**TASK TO CARRY OUT**: Could you print the data that follows exactly as given?
INFORMATION PROVIDED below:
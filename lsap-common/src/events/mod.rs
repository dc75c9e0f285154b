//! Event types for the LSAP event system
//!
//! Provides the engine → host event definitions and the EventBus.
//!
//! The engine reports to its host through exactly four event kinds:
//! - `Error`: a classified, user-facing failure with an actionable suggestion
//! - `Recovery`: an operation that had been failing succeeded again
//! - `QualityChange`: the stream quality band changed
//! - `ActivationRequired`: the output device needs an external activation
//!   signal before playback can proceed

mod health_types;

pub use health_types::{HealthState, HealthStatus, QualityBand};

use chrono::{DateTime, Utc};
use serde::{Deserialize, Serialize};
use tokio::sync::broadcast;

/// Engine events delivered to the host/UI collaborator
///
/// Events are broadcast via EventBus and can be serialized for transmission
/// to a UI process.
#[derive(Debug, Clone, Serialize, Deserialize, PartialEq)]
#[serde(tag = "type")]
pub enum EngineEvent {
    /// An operation failed in a way the host should know about
    Error {
        /// Operation that failed (e.g. "decode", "playback", "recovery")
        operation: String,
        /// Short classified message, never a raw internal error
        message: String,
        /// Actionable suggestion for the user
        suggestion: String,
        /// Whether the engine expects to continue on its own
        recoverable: bool,
        /// When the failure was observed
        timestamp: DateTime<Utc>,
    },

    /// An operation recovered after one or more failures
    Recovery {
        /// Operation that recovered
        operation: String,
        /// Description of the recovery
        message: String,
        /// When recovery was observed
        timestamp: DateTime<Utc>,
    },

    /// Stream quality band changed
    QualityChange {
        /// New quality band
        status: QualityBand,
    },

    /// Output device requires external activation (e.g. a user gesture)
    ActivationRequired {
        /// Operation that was blocked
        operation: String,
        /// Description for the UI
        message: String,
        /// When the block was observed
        timestamp: DateTime<Utc>,
    },
}

impl EngineEvent {
    /// Event type name (matches the serialized `type` tag)
    pub fn event_type(&self) -> &'static str {
        match self {
            EngineEvent::Error { .. } => "Error",
            EngineEvent::Recovery { .. } => "Recovery",
            EngineEvent::QualityChange { .. } => "QualityChange",
            EngineEvent::ActivationRequired { .. } => "ActivationRequired",
        }
    }
}

/// Central event bus for engine → host notification
///
/// Thin wrapper over a tokio broadcast channel. Slow subscribers lag and lose
/// the oldest events rather than blocking the engine.
#[derive(Debug)]
pub struct EventBus {
    tx: broadcast::Sender<EngineEvent>,
    capacity: usize,
}

impl EventBus {
    /// Creates a new EventBus with specified channel capacity
    ///
    /// # Arguments
    ///
    /// * `capacity` - Number of events to buffer before slow subscribers lag
    ///
    /// # Examples
    ///
    /// ```
    /// use lsap_common::events::EventBus;
    ///
    /// let event_bus = EventBus::new(256);
    /// assert_eq!(event_bus.capacity(), 256);
    /// ```
    pub fn new(capacity: usize) -> Self {
        let (tx, _) = broadcast::channel(capacity);
        Self { tx, capacity }
    }

    /// Subscribe to all future events
    ///
    /// Events emitted before subscription are not received.
    pub fn subscribe(&self) -> broadcast::Receiver<EngineEvent> {
        self.tx.subscribe()
    }

    /// Emit an event to all subscribers
    ///
    /// Returns `Ok(subscriber_count)` if at least one subscriber exists,
    /// `Err` if nobody is listening.
    #[allow(clippy::result_large_err)]
    pub fn emit(
        &self,
        event: EngineEvent,
    ) -> Result<usize, broadcast::error::SendError<EngineEvent>> {
        self.tx.send(event)
    }

    /// Emit an event, ignoring if no subscribers are listening
    pub fn emit_lossy(&self, event: EngineEvent) {
        let _ = self.tx.send(event);
    }

    /// Get the current number of active subscribers
    pub fn subscriber_count(&self) -> usize {
        self.tx.receiver_count()
    }

    /// Get the channel capacity
    pub fn capacity(&self) -> usize {
        self.capacity
    }
}

impl Default for EventBus {
    fn default() -> Self {
        Self::new(256)
    }
}
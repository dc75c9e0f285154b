//! Health and quality type definitions
//!
//! Shared between the engine (which computes them) and the UI collaborator
//! (which renders them).

use serde::{Deserialize, Serialize};

/// System-wide operating state of the playback engine
#[derive(Debug, Clone, Copy, Serialize, Deserialize, PartialEq, Eq, Default)]
#[serde(rename_all = "lowercase")]
pub enum HealthState {
    /// Default limits, full retry budgets
    #[default]
    Normal,
    /// Degraded mode after sustained failures: narrowed limits, fail-fast retries
    Recovery,
}

impl std::fmt::Display for HealthState {
    fn fmt(&self, f: &mut std::fmt::Formatter<'_>) -> std::fmt::Result {
        match self {
            HealthState::Normal => write!(f, "normal"),
            HealthState::Recovery => write!(f, "recovery"),
        }
    }
}

/// Overall health classification derived from detected issues
#[derive(Debug, Clone, Copy, Serialize, Deserialize, PartialEq, Eq)]
#[serde(rename_all = "lowercase")]
pub enum HealthStatus {
    /// No issues detected
    Healthy,
    /// One or two issues detected
    Warning,
    /// Three or more issues detected
    Critical,
}

impl HealthStatus {
    /// Classify from the number of detected issues
    pub fn from_issue_count(issues: usize) -> Self {
        match issues {
            0 => HealthStatus::Healthy,
            1 | 2 => HealthStatus::Warning,
            _ => HealthStatus::Critical,
        }
    }
}

impl std::fmt::Display for HealthStatus {
    fn fmt(&self, f: &mut std::fmt::Formatter<'_>) -> std::fmt::Result {
        match self {
            HealthStatus::Healthy => write!(f, "healthy"),
            HealthStatus::Warning => write!(f, "warning"),
            HealthStatus::Critical => write!(f, "critical"),
        }
    }
}

/// Stream quality band derived from the 0-100 quality score
#[derive(Debug, Clone, Copy, Serialize, Deserialize, PartialEq, Eq)]
#[serde(rename_all = "lowercase")]
pub enum QualityBand {
    Excellent,
    Good,
    Fair,
    Poor,
}

impl QualityBand {
    /// Map a quality score to its band
    ///
    /// Bands: >= 80 Excellent, >= 60 Good, >= 40 Fair, otherwise Poor.
    pub fn from_score(score: f64) -> Self {
        if score >= 80.0 {
            QualityBand::Excellent
        } else if score >= 60.0 {
            QualityBand::Good
        } else if score >= 40.0 {
            QualityBand::Fair
        } else {
            QualityBand::Poor
        }
    }
}

impl std::fmt::Display for QualityBand {
    fn fmt(&self, f: &mut std::fmt::Formatter<'_>) -> std::fmt::Result {
        match self {
            QualityBand::Excellent => write!(f, "excellent"),
            QualityBand::Good => write!(f, "good"),
            QualityBand::Fair => write!(f, "fair"),
            QualityBand::Poor => write!(f, "poor"),
        }
    }
}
End of INFORMATION PROVIDED.
**OUTPUT FOR THIS TASK**:
filename lsap-common/src/events/mod.rs
repository dc75c9e0f285154b
//! Event types for the LSAP event system
//!
//! Provides the engine → host event definitions and the EventBus.
//!
//! The engine reports to its host through exactly four event kinds:
//! - `Error`: a classified, user-facing failure with an actionable suggestion
//! - `Recovery`: an operation that had been failing succeeded again
//! - `QualityChange`: the stream quality band changed
//! - `ActivationRequired`: the output device needs an external activation
//!   signal before playback can proceed

mod health_types;

pub use health_types::{HealthState, HealthStatus, QualityBand};

use chrono::{DateTime, Utc};
use serde::{Deserialize, Serialize};
use tokio::sync::broadcast;

/// Engine events delivered to the host/UI collaborator
///
/// Events are broadcast via EventBus and can be serialized for transmission
/// to a UI process.
#[derive(Debug, Clone, Serialize, Deserialize, PartialEq)]
#[serde(tag = "type")]
pub enum EngineEvent {
    /// An operation failed in a way the host should know about
    Error {
        /// Operation that failed (e.g. "decode", "playback", "recovery")
        operation: String,
        /// Short classified message, never a raw internal error
        message: String,
        /// Actionable suggestion for the user
        suggestion: String,
        /// Whether the engine expects to continue on its own
        recoverable: bool,
        /// When the failure was observed
        timestamp: DateTime<Utc>,
    },

    /// An operation recovered after one or more failures
    Recovery {
        /// Operation that recovered
        operation: String,
        /// Description of the recovery
        message: String,
        /// When recovery was observed
        timestamp: DateTime<Utc>,
    },

    /// Stream quality band changed
    QualityChange {
        /// New quality band
        status: QualityBand,
    },

    /// Output device requires external activation (e.g. a user gesture)
    ActivationRequired {
        /// Operation that was blocked
        operation: String,
        /// Description for the UI
        message: String,
        /// When the block was observed
        timestamp: DateTime<Utc>,
    },
}

impl EngineEvent {
    /// Event type name (matches the serialized `type` tag)
    pub fn event_type(&self) -> &'static str {
        match self {
            EngineEvent::Error { .. } => "Error",
            EngineEvent::Recovery { .. } => "Recovery",
            EngineEvent::QualityChange { .. } => "QualityChange",
            EngineEvent::ActivationRequired { .. } => "ActivationRequired",
        }
    }
}

/// Central event bus for engine → host notification
///
/// Thin wrapper over a tokio broadcast channel. Slow subscribers lag and lose
/// the oldest events rather than blocking the engine.
#[derive(Debug)]
pub struct EventBus {
    tx: broadcast::Sender<EngineEvent>,
    capacity: usize,
}

impl EventBus {
    /// Creates a new EventBus with specified channel capacity
    ///
    /// # Arguments
    ///
    /// * `capacity` - Number of events to buffer before slow subscribers lag
    ///
    /// # Examples
    ///
    /// ```
    /// use lsap_common::events::EventBus;
    ///
    /// let event_bus = EventBus::new(256);
    /// assert_eq!(event_bus.capacity(), 256);
    /// ```
    pub fn new(capacity: usize) -> Self {
        let (tx, _) = broadcast::channel(capacity);
        Self { tx, capacity }
    }

    /// Subscribe to all future events
    ///
    /// Events emitted before subscription are not received.
    pub fn subscribe(&self) -> broadcast::Receiver<EngineEvent> {
        self.tx.subscribe()
    }

    /// Emit an event to all subscribers
    ///
    /// Returns `Ok(subscriber_count)` if at least one subscriber exists,
    /// `Err` if nobody is listening.
    #[allow(clippy::result_large_err)]
    pub fn emit(
        &self,
        event: EngineEvent,
    ) -> Result<usize, broadcast::error::SendError<EngineEvent>> {
        self.tx.send(event)
    }

    /// Emit an event, ignoring if no subscribers are listening
    pub fn emit_lossy(&self, event: EngineEvent) {
        let _ = self.tx.send(event);
    }

    /// Get the current number of active subscribers
    pub fn subscriber_count(&self) -> usize {
        self.tx.receiver_count()
    }

    /// Get the channel capacity
    pub fn capacity(&self) -> usize {
        self.capacity
    }
}

impl Default for EventBus {
    fn default() -> Self {
        Self::new(256)
    }
}
repository dc75c9e0f285154b
//! Health and quality type definitions
//!
//! Shared between the engine (which computes them) and the UI collaborator
//! (which renders them).

use serde::{Deserialize, Serialize};

/// System-wide operating state of the playback engine
#[derive(Debug, Clone, Copy, Serialize, Deserialize, PartialEq, Eq, Default)]
#[serde(rename_all = "lowercase")]
pub enum HealthState {
    /// Default limits, full retry budgets
    #[default]
    Normal,
    /// Degraded mode after sustained failures: narrowed limits, fail-fast retries
    Recovery,
}

impl std::fmt::Display for HealthState {
    fn fmt(&self, f: &mut std::fmt::Formatter<'_>) -> std::fmt::Result {
        match self {
            HealthState::Normal => write!(f, "normal"),
            HealthState::Recovery => write!(f, "recovery"),
        }
    }
}

/// Overall health classification derived from detected issues
#[derive(Debug, Clone, Copy, Serialize, Deserialize, PartialEq, Eq)]
#[serde(rename_all = "lowercase")]
pub enum HealthStatus {
    /// No issues detected
    Healthy,
    /// One or two issues detected
    Warning,
    /// Three or more issues detected
    Critical,
}

impl HealthStatus {
    /// Classify from the number of detected issues
    pub fn from_issue_count(issues: usize) -> Self {
        match issues {
            0 => HealthStatus::Healthy,
            1 | 2 => HealthStatus::Warning,
            _ => HealthStatus::Critical,
        }
    }
}

impl std::fmt::Display for HealthStatus {
    fn fmt(&self, f: &mut std::fmt::Formatter<'_>) -> std::fmt::Result {
        match self {
            HealthStatus::Healthy => write!(f, "healthy"),
            HealthStatus::Warning => write!(f, "warning"),
            HealthStatus::Critical => write!(f, "critical"),
        }
    }
}

/// Stream quality band derived from the 0-100 quality score
#[derive(Debug, Clone, Copy, Serialize, Deserialize, PartialEq, Eq)]
#[serde(rename_all = "lowercase")]
pub enum QualityBand {
    Excellent,
    Good,
    Fair,
    Poor,
}

impl QualityBand {
    /// Map a quality score to its band
    ///
    /// Bands: >= 80 Excellent, >= 60 Good, >= 40 Fair, otherwise Poor.
    pub fn from_score(score: f64) -> Self {
        if score >= 80.0 {
            QualityBand::Excellent
        } else if score >= 60.0 {
            QualityBand::Good
        } else if score >= 40.0 {
            QualityBand::Fair
        } else {
            QualityBand::Poor
        }
    }
}

impl std::fmt::Display for QualityBand {
    fn fmt(&self, f: &mut std::fmt::Formatter<'_>) -> std::fmt::Result {
        match self {
            QualityBand::Excellent => write!(f, "excellent"),
            QualityBand::Good => write!(f, "good"),
            QualityBand::Fair => write!(f, "fair"),
            QualityBand::Poor => write!(f, "poor"),
        }
    }
}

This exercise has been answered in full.